Company Voice & Personality
When you're posting on Facebook or Twitter, what do people think of you. Are you the life to be envied? Are you the grammar nazi correcting posts? Are you sarcastic like Wendy's? Are you funny and quick? Are you informative and professional? Maybe you're the meme-queen?
Your business will have a voice and personality as well. If you pick one ahead of time, then all your posts, comments, and materials can reflect that personality. It can be challenging to change a business personality so make sure the one you pick works well with your employees, customers, and industry.
Customer Profile Development
You may have heard this called a "customer avatar". They're the same thing. This is the time where you map out your ideal client/customer and then try to create an entire demographic and lifestyle persona for that ideal customer. Then when you make posts or write emails, you always act like you are writing to that persona and ask yourself "what would this person want to hear right now?"

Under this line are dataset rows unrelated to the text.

#[cfg(test)]
mod tests {
    // ---
    use super::*;
    use crate::models::SensorType;
    use chrono::TimeZone;

    fn create_test_sensor() -> Sensor {
        // ---
        Sensor {
            sensor_id: Uuid::new_v4(),
            sensor_name: "OML01".to_string(),
            sensor_type: SensorType::Omnia,
            ip_address: "10.0.0.12".to_string(),
            port: 80,
            store_id: Uuid::new_v4(),
            store_name: Some("Omnia Lisboa".to_string()),
            organization_id: Some(Uuid::new_v4()),
            organization_name: None,
            timezone: chrono_tz::Europe::Lisbon,
            is_active: true,
            status: SensorStatus::Online,
            consecutive_failures: 0,
            offline_since: None,
            recovery_attempts: 0,
            circuit_state: CircuitPhase::Closed,
            last_successful_check: None,
            last_failed_check: None,
        }
    }

    fn now() -> DateTime<Utc> {
        Utc.with_ymd_and_hms(2025, 7, 22, 12, 0, 0).unwrap()
    }

    #[test]
    fn test_offline_past_timeout_is_half_open() {
        // ---
        let breaker = CircuitBreaker::default();
        let mut sensor = create_test_sensor();
        sensor.consecutive_failures = 5;
        sensor.status = SensorStatus::Offline;
        sensor.offline_since = Some(now() - chrono::Duration::minutes(61));

        let decision = breaker.should_process(&sensor, now());
        assert_eq!(decision.state, CircuitPhase::HalfOpen);
        assert!(decision.should_process);
        assert_eq!(decision.max_attempts, Some(1));
    }

    #[test]
    fn test_offline_within_timeout_is_open() {
        // ---
        let breaker = CircuitBreaker::default();
        let mut sensor = create_test_sensor();
        sensor.consecutive_failures = 5;
        sensor.status = SensorStatus::Offline;
        sensor.offline_since = Some(now() - chrono::Duration::minutes(10));

        let decision = breaker.should_process(&sensor, now());
        assert_eq!(decision.state, CircuitPhase::Open);
        assert!(!decision.should_process);
        assert!(decision.reason.contains("next trial in 3000s"));
    }

    #[test]
    fn test_closed_below_threshold() {
        // ---
        let breaker = CircuitBreaker::default();
        let mut sensor = create_test_sensor();
        sensor.consecutive_failures = 4;
        sensor.status = SensorStatus::Warning;

        let decision = breaker.should_process(&sensor, now());
        assert_eq!(decision.state, CircuitPhase::Closed);
        assert!(decision.should_process);
        assert_eq!(decision.max_attempts, None);
    }

    #[test]
    fn test_failures_escalate_to_open() {
        // ---
        let breaker = CircuitBreaker::default();
        let mut sensor = create_test_sensor();

        for expected in 1..5 {
            let t = breaker.on_failure(&sensor, "timeout", now());
            assert_eq!(t.update.status, SensorStatus::Warning);
            assert_eq!(t.update.circuit_state, CircuitPhase::Closed);
            assert_eq!(t.update.consecutive_failures, expected);
            assert!(t.alert.is_none());
            sensor.apply(&t.update);
        }

        let t = breaker.on_failure(&sensor, "timeout", now());
        assert_eq!(t.update.status, SensorStatus::Offline);
        assert_eq!(t.update.circuit_state, CircuitPhase::Open);
        assert_eq!(t.update.offline_since, Some(now()));
        assert_eq!(t.alert.as_ref().unwrap().alert_type, "sensor_offline");
    }

    #[test]
    fn test_failed_trial_reopens_and_counts_attempt() {
        // ---
        let breaker = CircuitBreaker::default();
        let mut sensor = create_test_sensor();
        sensor.consecutive_failures = 5;
        sensor.status = SensorStatus::Offline;
        sensor.offline_since = Some(now() - chrono::Duration::hours(2));
        sensor.recovery_attempts = 2;
        sensor.apply(&breaker.trial_update(&sensor));

        let t = breaker.on_failure(&sensor, "connection refused", now());
        assert_eq!(t.from, CircuitPhase::HalfOpen);
        assert_eq!(t.update.circuit_state, CircuitPhase::Open);
        assert_eq!(t.update.recovery_attempts, 3);
        assert_eq!(t.update.consecutive_failures, 6);
        assert_eq!(t.update.offline_since, Some(now()));
        assert_eq!(t.alert.as_ref().unwrap().alert_type, "circuit_reopened");
    }

    #[test]
    fn test_successful_trial_closes_and_resets() {
        // ---
        let breaker = CircuitBreaker::default();
        let mut sensor = create_test_sensor();
        sensor.consecutive_failures = 7;
        sensor.status = SensorStatus::Offline;
        sensor.recovery_attempts = 1;
        sensor.circuit_state = CircuitPhase::HalfOpen;

        let t = breaker.on_success(&sensor, now());
        assert_eq!(t.from, CircuitPhase::HalfOpen);
        assert_eq!(t.update.circuit_state, CircuitPhase::Closed);
        assert_eq!(t.update.status, SensorStatus::Online);
        assert_eq!(t.update.consecutive_failures, 0);
        assert_eq!(t.update.recovery_attempts, 0);
        assert_eq!(t.update.offline_since, None);
        assert_eq!(t.alert.as_ref().unwrap().alert_type, "sensor_recovered");
    }

    #[test]
    fn test_open_without_offline_since_uses_last_failure() {
        // ---
        let breaker = CircuitBreaker::default();
        let mut sensor = create_test_sensor();
        sensor.circuit_state = CircuitPhase::Open;
        sensor.last_failed_check = Some(now() - chrono::Duration::minutes(5));

        assert_eq!(
            breaker.state_of(&sensor),
            CircuitState::Open {
                since: now() - chrono::Duration::minutes(5),
                recovery_attempts: 0
            }
        );
        assert!(!breaker.should_process(&sensor, now()).should_process);
    }
}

I buy businesses from Baby Boomers, modernize and optimize them, then give them to Millennials. My profile is: a white male, 70 years old, married with adult kids, been running his business 30-40 years. Business is doing well. Kids don't want to take over or can't. Business owner doesn't want to close his doors but doesn't know what else to do. His wife is pressuring him to retire and be done. The business makes between 500k and $5 Million per year and has a great reputation.
Now I know when I write things to use large font, to speak like I would to an older person (since I'm a Millennial) to be sure to include my experience and time in the military in conversation to build credibility. These tactics came from the statistics of my target audience and now I can focus my efforts.
Market Research
Always be sure to do your homework before you begin. Figure out who is providing similar products or services. Who is competing with you. Who is helping you. Who provides what you need as a supplier? Who buys from you? How many are there to buy? How frequently do they need to purchase? What other things do they look for? What makes them buy? When do they buy? Where do they look? These and many more are questions you want covered before you get too deep and invested.